From the comparison of the quality of reduction in the two groups, we found that the modified sacroiliac screw had better compression reduction effect on the dislocated sacroiliac joints under the premise of using the same reduction method. We believe that, on the one hand, the limited safe channel of conventional sacroiliac screws, especially in variant sacrum, where the safe channel of the screws is close to the posterior aspect of the sacroiliac joints, makes it difficult to provide good compression reset of anteriorly dislocated sacroiliac joints, on the other hand, the point of action of the modified sacroiliac screw is close to the most obvious position of sacroiliac joint dislocation, and although the screw trajectory is not completely perpendicular to the bone surface, it still has a better compression resetting effect on the dislocated sacroiliac joints(Fig. 9).

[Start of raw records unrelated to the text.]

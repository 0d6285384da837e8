use crate::error::RegistryError;
use serde::{Deserialize, Serialize};
use serde_json::Value;
use std::fmt;
use std::str::FromStr;

/// Block identifiers are opaque strings, unique within one form.
pub type BlockId = String;

/// Type-specific named properties of a block. The shape is fixed by the
/// block type's [`Schema`](crate::Schema).
pub type Attributes = serde_json::Map<String, Value>;

/// Closed set of block types a form can contain
#[derive(Debug, Clone, Copy, PartialEq, Eq, Hash, PartialOrd, Ord, Serialize, Deserialize)]
pub enum BlockType {
    TextField,
    TextArea,
    RadioSelect,
    StarRating,
    Media,
    Calendar,
    Select,
    Heading,
    Paragraph,
    RowLayout,
}

impl BlockType {
    pub const ALL: [BlockType; 10] = [
        BlockType::TextField,
        BlockType::TextArea,
        BlockType::RadioSelect,
        BlockType::StarRating,
        BlockType::Media,
        BlockType::Calendar,
        BlockType::Select,
        BlockType::Heading,
        BlockType::Paragraph,
        BlockType::RowLayout,
    ];

    pub fn as_str(&self) -> &'static str {
        match self {
            BlockType::TextField => "TextField",
            BlockType::TextArea => "TextArea",
            BlockType::RadioSelect => "RadioSelect",
            BlockType::StarRating => "StarRating",
            BlockType::Media => "Media",
            BlockType::Calendar => "Calendar",
            BlockType::Select => "Select",
            BlockType::Heading => "Heading",
            BlockType::Paragraph => "Paragraph",
            BlockType::RowLayout => "RowLayout",
        }
    }
}

impl fmt::Display for BlockType {
    fn fmt(&self, f: &mut fmt::Formatter<'_>) -> fmt::Result {
        f.write_str(self.as_str())
    }
}

impl FromStr for BlockType {
    type Err = RegistryError;

    fn from_str(s: &str) -> Result<Self, Self::Err> {
        BlockType::ALL
            .iter()
            .copied()
            .find(|t| t.as_str() == s)
            .ok_or_else(|| RegistryError::UnknownBlockType(s.to_string()))
    }
}

/// Palette grouping of block types
#[derive(Debug, Clone, Copy, PartialEq, Eq, Hash, Serialize, Deserialize)]
pub enum BlockCategory {
    /// Single user-input question
    Field,
    /// Owns an ordered list of child blocks
    Layout,
    /// Presentational, no input
    Content,
}

impl fmt::Display for BlockCategory {
    fn fmt(&self, f: &mut fmt::Formatter<'_>) -> fmt::Result {
        let name = match self {
            BlockCategory::Field => "Field",
            BlockCategory::Layout => "Layout",
            BlockCategory::Content => "Content",
        };
        f.write_str(name)
    }
}

/// One node of the form tree
#[derive(Debug, Clone, PartialEq, Serialize, Deserialize)]
#[serde(rename_all = "camelCase")]
pub struct BlockInstance {
    pub id: BlockId,
    pub block_type: BlockType,
    #[serde(default)]
    pub attributes: Attributes,
    /// Present only on layout blocks
    #[serde(default, skip_serializing_if = "Option::is_none")]
    pub childblocks: Option<Vec<BlockInstance>>,
    #[serde(default, skip_serializing_if = "is_false")]
    pub is_locked: bool,
}

fn is_false(value: &bool) -> bool {
    !*value
}

impl BlockInstance {
    pub fn new(id: impl Into<BlockId>, block_type: BlockType) -> Self {
        Self {
            id: id.into(),
            block_type,
            attributes: Attributes::new(),
            childblocks: None,
            is_locked: false,
        }
    }

    pub fn with_attributes(mut self, attributes: Attributes) -> Self {
        self.attributes = attributes;
        self
    }

    pub fn with_attr(mut self, name: impl Into<String>, value: impl Into<Value>) -> Self {
        self.attributes.insert(name.into(), value.into());
        self
    }

    pub fn with_children(mut self, children: Vec<BlockInstance>) -> Self {
        self.childblocks = Some(children);
        self
    }

    pub fn locked(mut self) -> Self {
        self.is_locked = true;
        self
    }

    /// Children in order (empty for non-layout blocks)
    pub fn children(&self) -> &[BlockInstance] {
        self.childblocks.as_deref().unwrap_or(&[])
    }

    pub fn children_mut(&mut self) -> Option<&mut Vec<BlockInstance>> {
        self.childblocks.as_mut()
    }

    pub fn attr(&self, name: &str) -> Option<&Value> {
        self.attributes.get(name)
    }

    pub fn attr_str(&self, name: &str) -> Option<&str> {
        self.attributes.get(name).and_then(Value::as_str)
    }

    pub fn attr_bool(&self, name: &str) -> bool {
        self.attributes
            .get(name)
            .and_then(Value::as_bool)
            .unwrap_or(false)
    }

    pub fn attr_u64(&self, name: &str) -> Option<u64> {
        self.attributes.get(name).and_then(Value::as_u64)
    }

    pub fn attr_f64(&self, name: &str) -> Option<f64> {
        self.attributes.get(name).and_then(Value::as_f64)
    }

    pub fn attr_list(&self, name: &str) -> Vec<&str> {
        self.attributes
            .get(name)
            .and_then(Value::as_array)
            .map(|items| items.iter().filter_map(Value::as_str).collect())
            .unwrap_or_default()
    }

    pub fn label(&self) -> Option<&str> {
        self.attr_str("label")
    }

    pub fn is_required(&self) -> bool {
        self.attr_bool("required")
    }

    /// Number of nodes in this subtree, including self
    pub fn subtree_len(&self) -> usize {
        1 + self.children().iter().map(BlockInstance::subtree_len).sum::<usize>()
    }

    /// Whether this block or anything below it is locked
    pub fn subtree_locked(&self) -> bool {
        self.is_locked || self.children().iter().any(BlockInstance::subtree_locked)
    }
}

/// Addresses a block for in-place replacement and attribute edits
#[derive(Debug, Clone, PartialEq, Eq, Hash, Serialize, Deserialize)]
#[serde(rename_all = "camelCase", tag = "scope")]
pub enum BlockTarget {
    TopLevel { id: BlockId },
    Child { parent_id: BlockId, child_id: BlockId },
}

impl BlockTarget {
    pub fn top_level(id: impl Into<BlockId>) -> Self {
        BlockTarget::TopLevel { id: id.into() }
    }

    pub fn child(parent_id: impl Into<BlockId>, child_id: impl Into<BlockId>) -> Self {
        BlockTarget::Child {
            parent_id: parent_id.into(),
            child_id: child_id.into(),
        }
    }

    /// Id of the addressed block itself
    pub fn block_id(&self) -> &str {
        match self {
            BlockTarget::TopLevel { id } => id,
            BlockTarget::Child { child_id, .. } => child_id,
        }
    }
}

Although the difference in Majeed's functional scores at the final follow-up between the two groups was not statistically significant, the VAS scores of sacroiliac joint pain still showed that the modified sacroiliac screws were more effective than the conventional sacroiliac screws for fixation of sacroiliac joint dislocation.
In addition, the use of the intraoperative TiRobot navigation device was of great help, as it improved the accuracy of nail placement, greatly reduced the number of intraoperative fluoroscopies, and shortened the operative time.
In clinical application, we also found several problems: 1. The sacral segment of the modified SIS is slightly shorter, and when the vertical pelvic shift is obvious, the S2 penetrating screw can be used to enhance fixation; 2.Fluoroscopy of the iliac wing front view is very important during intraoperative screw placement, as this image can not only prevent the LC-II screw from penetrating the inner or outer iliac plate but also clearly show whether the modified SIS breaks through the medial edge of the iliac bone and enters the pelvic cavity to avoid the "in-out-in" phenomenon with screws; 3.Intraoperative repositioning of the fracture is crucial, and the operator needs to have rich surgical experience in closed and incisional repositioning of pelvic fractures; 4.The sample size of the current study is limited, and there is a need for further expansion of the sample size and regular observation and follow-up in follow-up work to ensure the maturity and reliability of this technique.